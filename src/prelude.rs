//! Common imports.

pub use crate::net::{
    Component, ComponentDescriptor, ComponentInit, ConfigError, Context, ElementRegistry,
    Endpoint, Event, EventKind, LinkStats, ParamDescriptor, Params, PortDescriptor, PortId,
    ProtocolViolation, Rank, StringEvent, TopologyDef,
};
pub use crate::pingpong::{Ping, Pong};
pub use crate::runtime::{
    Builder, ComponentFault, RuntimeError, RuntimeLimit, SimReport, Simulation, Termination,
    TerminationVoter,
};
pub use crate::time::{Duration, SimTime};
use std::sync::{
    atomic::{AtomicUsize, Ordering},
    Arc,
};

use tracing::{debug, warn};

///
/// The votes collected on one rank.
///
/// The runtime of a rank reads the tally after every event (and at every
/// synchronisation point in parallel runs) to decide whether the
/// simulation may end.
///
#[derive(Debug, Default)]
pub struct VoteTally {
    participants: AtomicUsize,
    ready: AtomicUsize,
}

impl VoteTally {
    /// Creates an empty tally.
    #[must_use]
    pub fn new() -> Arc<VoteTally> {
        Arc::new(VoteTally::default())
    }

    /// The number of registered voting participants.
    #[must_use]
    pub fn participants(&self) -> usize {
        self.participants.load(Ordering::SeqCst)
    }

    /// The number of participants that agreed to end the simulation.
    #[must_use]
    pub fn ready(&self) -> usize {
        self.ready.load(Ordering::SeqCst)
    }

    /// Whether at least one participant exists and all of them are ready.
    #[must_use]
    pub fn all_ready(&self) -> bool {
        let participants = self.participants();
        participants > 0 && self.ready() == participants
    }
}

#[derive(Debug, Clone, Copy, PartialEq, Eq, Hash)]
enum VoterState {
    Unregistered,
    Voting,
    Ready,
}

///
/// The vote of a single component on the end of the simulation.
///
/// A component that owns a voter and marks it as a participant
/// prevents the simulation from ending until it signals that it is
/// ready. Signals are one-shot: repeated calls have no further effect.
///
#[derive(Debug)]
pub struct TerminationVoter {
    tally: Arc<VoteTally>,
    state: VoterState,
}

impl TerminationVoter {
    pub(crate) fn new(tally: Arc<VoteTally>) -> Self {
        Self {
            tally,
            state: VoterState::Unregistered,
        }
    }

    /// Registers the owner as a component that must agree before
    /// the simulation ends.
    pub fn mark_as_voting_participant(&mut self) {
        if self.state == VoterState::Unregistered {
            self.tally.participants.fetch_add(1, Ordering::SeqCst);
            self.state = VoterState::Voting;
        }
    }

    /// Signals that the owner no longer objects to ending the simulation.
    pub fn signal_ready(&mut self) {
        match self.state {
            VoterState::Voting => {
                self.tally.ready.fetch_add(1, Ordering::SeqCst);
                self.state = VoterState::Ready;
                debug!("vote cast, ready to end the simulation");
            }
            VoterState::Ready => {}
            VoterState::Unregistered => {
                warn!("ignoring termination signal of a component that is not a voting participant");
            }
        }
    }

    /// Whether this voter is a registered participant.
    #[must_use]
    pub fn is_participant(&self) -> bool {
        self.state != VoterState::Unregistered
    }

    /// Whether this voter has signaled readiness.
    #[must_use]
    pub fn is_ready(&self) -> bool {
        self.state == VoterState::Ready
    }
}

#[cfg(test)]
mod tests {
    use super::*;

    #[test]
    fn one_shot_signal() {
        let tally = VoteTally::new();
        let mut voter = TerminationVoter::new(tally.clone());
        voter.mark_as_voting_participant();
        voter.mark_as_voting_participant();
        assert_eq!(tally.participants(), 1);
        assert!(!tally.all_ready());

        voter.signal_ready();
        voter.signal_ready();
        assert!(voter.is_ready());
        assert_eq!(tally.ready(), 1);
        assert!(tally.all_ready());
    }

    #[test]
    fn unregistered_signal_is_ignored() {
        let tally = VoteTally::new();
        let mut voter = TerminationVoter::new(tally.clone());
        voter.signal_ready();
        assert!(!voter.is_ready());
        assert!(!voter.is_participant());
        assert_eq!(tally.ready(), 0);
        assert!(!tally.all_ready());
    }

    #[test]
    fn all_participants_must_agree() {
        let tally = VoteTally::new();
        let mut a = TerminationVoter::new(tally.clone());
        let mut b = TerminationVoter::new(tally.clone());
        a.mark_as_voting_participant();
        b.mark_as_voting_participant();

        a.signal_ready();
        assert!(!tally.all_ready());
        b.signal_ready();
        assert!(tally.all_ready());
    }
}
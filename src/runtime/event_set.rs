use std::{
    cmp,
    collections::{BinaryHeap, VecDeque},
};

use crate::net::{Event, LinkId, Side};
use crate::time::SimTime;

/// An event handled by the runtime of a rank.
#[derive(Debug, Clone, PartialEq, Eq)]
pub(crate) enum RuntimeEvent {
    /// Hands an event to the component attached to side `to` of a link.
    Deliver {
        link: LinkId,
        to: Side,
        event: Event,
    },
}

#[derive(Debug)]
pub(crate) struct EventNode {
    pub(crate) time: SimTime,
    pub(crate) seq: u64,
    pub(crate) event: RuntimeEvent,
}

impl EventNode {
    fn key(&self) -> (SimTime, u64) {
        (self.time, self.seq)
    }
}

impl PartialEq for EventNode {
    fn eq(&self, other: &Self) -> bool {
        self.key() == other.key()
    }
}

impl Eq for EventNode {}

impl PartialOrd for EventNode {
    fn partial_cmp(&self, other: &Self) -> Option<cmp::Ordering> {
        Some(self.cmp(other))
    }
}

impl Ord for EventNode {
    fn cmp(&self, other: &Self) -> cmp::Ordering {
        // Inverted call should act as reverse
        other.key().cmp(&self.key())
    }
}

///
/// The pending events of a rank, ordered by time and then by the
/// order in which they were scheduled.
///
/// Events scheduled for the current instant bypass the heap.
///
#[derive(Debug)]
pub(crate) struct FutureEventSet {
    heap: BinaryHeap<EventNode>,
    zero_queue: VecDeque<EventNode>,

    last_event_simtime: SimTime,
    seq: u64,
}

impl FutureEventSet {
    pub(crate) fn new() -> Self {
        Self {
            heap: BinaryHeap::with_capacity(64),
            zero_queue: VecDeque::with_capacity(32),

            last_event_simtime: SimTime::ZERO,
            seq: 0,
        }
    }

    pub(crate) fn descriptor(&self) -> String {
        "FutureEventSet::BinaryHeap()".to_string()
    }

    pub(crate) fn len(&self) -> usize {
        self.heap.len() + self.zero_queue.len()
    }

    pub(crate) fn is_empty(&self) -> bool {
        self.heap.is_empty() && self.zero_queue.is_empty()
    }

    /// The time of the next event, if any.
    pub(crate) fn peek_time(&self) -> Option<SimTime> {
        match (self.zero_queue.front(), self.heap.peek()) {
            (Some(zero), Some(heap)) => Some(cmp::min(zero.time, heap.time)),
            (Some(zero), None) => Some(zero.time),
            (None, Some(heap)) => Some(heap.time),
            (None, None) => None,
        }
    }

    pub(crate) fn fetch_next(&mut self) -> Option<EventNode> {
        // a heap entry at the current instant may predate the zero queue
        let take_zero = match (self.zero_queue.front(), self.heap.peek()) {
            (Some(zero), Some(heap)) => zero.key() < heap.key(),
            (Some(_), None) => true,
            (None, _) => false,
        };

        let node = if take_zero {
            self.zero_queue.pop_front()?
        } else {
            self.heap.pop()?
        };
        self.last_event_simtime = node.time;
        Some(node)
    }

    pub(crate) fn add(&mut self, time: SimTime, event: RuntimeEvent) {
        debug_assert!(
            time >= self.last_event_simtime,
            "cannot schedule events in the past"
        );

        let node = EventNode {
            time,
            seq: self.seq,
            event,
        };
        self.seq += 1;

        if time == self.last_event_simtime {
            self.zero_queue.push_back(node);
        } else {
            self.heap.push(node);
        }
    }
}
#![allow(unused)]

use spin::Mutex;
use std::{io, sync::Arc};
use tracing_subscriber::fmt::MakeWriter;

/// Collects formatted log output in memory.
#[derive(Debug, Clone)]
pub struct MakeMockWriter {
    buf: Arc<Mutex<String>>,
}

#[derive(Debug, Clone)]
pub struct MockWriter {
    buf: Arc<Mutex<String>>,
}

impl io::Write for MockWriter {
    fn write(&mut self, bytes: &[u8]) -> io::Result<usize> {
        self.buf.lock().push_str(&String::from_utf8_lossy(bytes));
        Ok(bytes.len())
    }

    fn flush(&mut self) -> io::Result<()> {
        Ok(())
    }
}

impl MakeMockWriter {
    pub fn new() -> Self {
        MakeMockWriter {
            buf: Arc::new(Mutex::new(String::new())),
        }
    }

    pub fn content(&self) -> String {
        self.buf.lock().clone()
    }

    pub fn lines(&self) -> Vec<String> {
        self.content().lines().map(str::to_string).collect()
    }
}

impl<'a> MakeWriter<'a> for MakeMockWriter {
    type Writer = MockWriter;
    fn make_writer(&'a self) -> Self::Writer {
        MockWriter {
            buf: self.buf.clone(),
        }
    }
}
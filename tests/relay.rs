use pingpong::architecture::{relay_chain, relay_ring, Role};
use pingpong::prelude::*;

fn run(topo: &TopologyDef) -> SimReport {
    Builder::new()
        .quiet()
        .build(topo, &ElementRegistry::with_builtin())
        .unwrap()
        .run()
        .unwrap()
}

#[test]
fn chain_over_two_ranks() {
    let topo = relay_chain(&[(Role::Initiator, 0), (Role::Responder, 1)], 3);
    let sim = Simulation::new(&topo, &ElementRegistry::with_builtin()).unwrap();
    assert_eq!(sim.ranks().count(), 2);
    assert_eq!(sim.lookahead(), Some(Duration::from_secs(1)));

    let report = Builder::new()
        .quiet()
        .build(&topo, &ElementRegistry::with_builtin())
        .unwrap()
        .run()
        .unwrap();
    assert_eq!(report.reason, Termination::AllVotersReady);

    let ping = report.component::<Ping>("Ping0").unwrap();
    assert_eq!(
        ping.last_payload(),
        Some("Ping0-Pong1-Ping0-Pong1-Ping0-Pong1")
    );
    assert_eq!(ping.round_count(), 3);
    assert_eq!(report.end_time, SimTime::from(6.0));
    assert_eq!(report.messages_sent(), report.messages_delivered());
}

#[test]
fn ring_ends_when_every_rank_voted() {
    let report = run(&relay_ring(2, 5));
    assert_eq!(report.reason, Termination::AllVotersReady);
    assert_eq!(report.ranks.len(), 2);

    for rank in &report.ranks {
        assert_eq!(rank.participants, 1);
        assert_eq!(rank.ready, 1);
    }
    for i in 0..2 {
        let ping = report
            .component::<Ping>(&format!("PingPong{i}.Ping"))
            .unwrap();
        assert_eq!(ping.round_count(), 5);
        assert!(ping.is_ready());
    }
    assert_eq!(report.end_time, SimTime::from(15.0));
}

#[test]
fn ring_payload_crosses_ranks() {
    let report = run(&relay_ring(3, 1));
    let ping = report.component::<Ping>("PingPong1.Ping").unwrap();
    assert_eq!(ping.last_payload(), Some("Ping0-Pong0"));
    let ping = report.component::<Ping>("PingPong0.Ping").unwrap();
    assert_eq!(ping.last_payload(), Some("Ping2-Pong2"));
}

#[test]
fn ring_is_deterministic() {
    let a = run(&relay_ring(4, 3));
    let b = run(&relay_ring(4, 3));
    assert_eq!(a.events, b.events);
    assert_eq!(a.end_time, b.end_time);
    for i in 0..4 {
        let name = format!("PingPong{i}.Ping");
        assert_eq!(
            a.component::<Ping>(&name).unwrap().last_payload(),
            b.component::<Ping>(&name).unwrap().last_payload()
        );
    }
}

#[test]
fn single_rank_ring_matches_chain() {
    let report = run(&relay_ring(1, 2));
    assert_eq!(report.ranks.len(), 1);
    let ping = report.component::<Ping>("PingPong0.Ping").unwrap();
    assert_eq!(ping.last_payload(), Some("Ping0-Pong0-Ping0-Pong0"));
    assert_eq!(report.end_time, SimTime::from(6.0));
}
use std::fmt::Display;

use crate::net::{ComponentId, PortId, Rank};
use crate::time::Duration;

///
/// A runtime unique identifier for a link.
///
#[derive(Debug, Clone, Copy, PartialEq, Eq, Hash, PartialOrd, Ord)]
pub struct LinkId(pub(crate) usize);

impl LinkId {
    /// The raw index of the link within its simulation.
    #[must_use]
    pub fn raw(&self) -> usize {
        self.0
    }
}

///
/// One of the two ends of a link.
///
#[derive(Debug, Clone, Copy, PartialEq, Eq, Hash)]
pub enum Side {
    /// The first endpoint, as written in the link definition.
    A,
    /// The second endpoint.
    B,
}

impl Side {
    /// The other end.
    #[must_use]
    pub fn opposite(self) -> Side {
        match self {
            Side::A => Side::B,
            Side::B => Side::A,
        }
    }

    fn idx(self) -> usize {
        match self {
            Side::A => 0,
            Side::B => 1,
        }
    }
}

///
/// The component port a link end is attached to.
///
#[derive(Debug, Clone, PartialEq, Eq)]
pub struct LinkEnd {
    /// The attached component.
    pub component: ComponentId,
    /// The port on the component.
    pub port: PortId,
    /// The rank that owns the component.
    pub rank: Rank,
}

///
/// A channel between exactly two component ports.
///
/// A link carries events in both directions. Each direction is independent:
/// events sent from side A arrive at side B after `latency` and vice versa.
/// With a fixed latency and a scheduler that breaks ties by scheduling
/// order, every direction is FIFO.
///
#[derive(Debug, Clone, PartialEq, Eq)]
pub struct Link {
    id: LinkId,
    name: String,
    latency: Duration,
    ends: [LinkEnd; 2],
}

impl Link {
    pub(crate) fn new(id: LinkId, name: String, latency: Duration, ends: [LinkEnd; 2]) -> Self {
        Self {
            id,
            name,
            latency,
            ends,
        }
    }

    /// The identifier of the link.
    #[must_use]
    pub fn id(&self) -> LinkId {
        self.id
    }

    /// The name used in the topology definition.
    #[must_use]
    pub fn name(&self) -> &str {
        &self.name
    }

    /// The delay every event endures on this link.
    #[must_use]
    pub fn latency(&self) -> Duration {
        self.latency
    }

    /// The endpoint at the given side.
    #[must_use]
    pub fn end(&self, side: Side) -> &LinkEnd {
        &self.ends[side.idx()]
    }

    /// Whether the two ends live on different ranks.
    #[must_use]
    pub fn is_cross_rank(&self) -> bool {
        self.ends[0].rank != self.ends[1].rank
    }
}

///
/// The state of one hop on a link direction.
///
#[derive(Debug, Clone, Copy, PartialEq, Eq, Hash)]
pub enum HopState {
    /// No event is travelling in this direction.
    Idle,
    /// At least one event was sent but not yet delivered.
    InFlight,
}

///
/// Counters for one direction of a link.
///
#[derive(Debug, Clone, Copy, Default, PartialEq, Eq, Hash)]
pub struct DirectionStats {
    /// Events handed to the link.
    pub sent: usize,
    /// Events handed to the receiving component.
    pub delivered: usize,
}

impl DirectionStats {
    /// The number of events sent but not yet delivered.
    #[must_use]
    pub fn in_flight(&self) -> usize {
        self.sent.saturating_sub(self.delivered)
    }

    /// The hop state derived from the counters.
    #[must_use]
    pub fn state(&self) -> HopState {
        if self.in_flight() == 0 {
            HopState::Idle
        } else {
            HopState::InFlight
        }
    }

    pub(crate) fn merge(&mut self, other: &DirectionStats) {
        self.sent += other.sent;
        self.delivered += other.delivered;
    }
}

///
/// Counters for both directions of a link.
///
#[derive(Debug, Clone, Default, PartialEq, Eq)]
pub struct LinkStats {
    /// The name of the link.
    pub name: String,
    /// Events travelling from side A to side B.
    pub a_to_b: DirectionStats,
    /// Events travelling from side B to side A.
    pub b_to_a: DirectionStats,
}

impl LinkStats {
    pub(crate) fn new(name: &str) -> Self {
        Self {
            name: name.to_string(),
            ..Default::default()
        }
    }

    /// The counters of the direction leaving `from`.
    #[must_use]
    pub fn direction(&self, from: Side) -> &DirectionStats {
        match from {
            Side::A => &self.a_to_b,
            Side::B => &self.b_to_a,
        }
    }

    pub(crate) fn direction_mut(&mut self, from: Side) -> &mut DirectionStats {
        match from {
            Side::A => &mut self.a_to_b,
            Side::B => &mut self.b_to_a,
        }
    }

    /// The total number of events sent in both directions.
    #[must_use]
    pub fn total_sent(&self) -> usize {
        self.a_to_b.sent + self.b_to_a.sent
    }

    /// The total number of events delivered in both directions.
    #[must_use]
    pub fn total_delivered(&self) -> usize {
        self.a_to_b.delivered + self.b_to_a.delivered
    }

    pub(crate) fn merge(&mut self, other: &LinkStats) {
        self.a_to_b.merge(&other.a_to_b);
        self.b_to_a.merge(&other.b_to_a);
    }
}

impl Display for LinkStats {
    fn fmt(&self, f: &mut std::fmt::Formatter<'_>) -> std::fmt::Result {
        write!(
            f,
            "{} (a->b {}/{}, b->a {}/{})",
            self.name,
            self.a_to_b.delivered,
            self.a_to_b.sent,
            self.b_to_a.delivered,
            self.b_to_a.sent
        )
    }
}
========================================================================
Directions for this task:
Pull each line containing "Duration" from the records.

Task solution:
pub use crate::time::{Duration, SimTime};
    assert_eq!(sim.lookahead(), Some(Duration::from_secs(1)));
use crate::time::Duration;
    latency: Duration,
    pub(crate) fn new(id: LinkId, name: String, latency: Duration, ends: [LinkEnd; 2]) -> Self {
    pub fn latency(&self) -> Duration {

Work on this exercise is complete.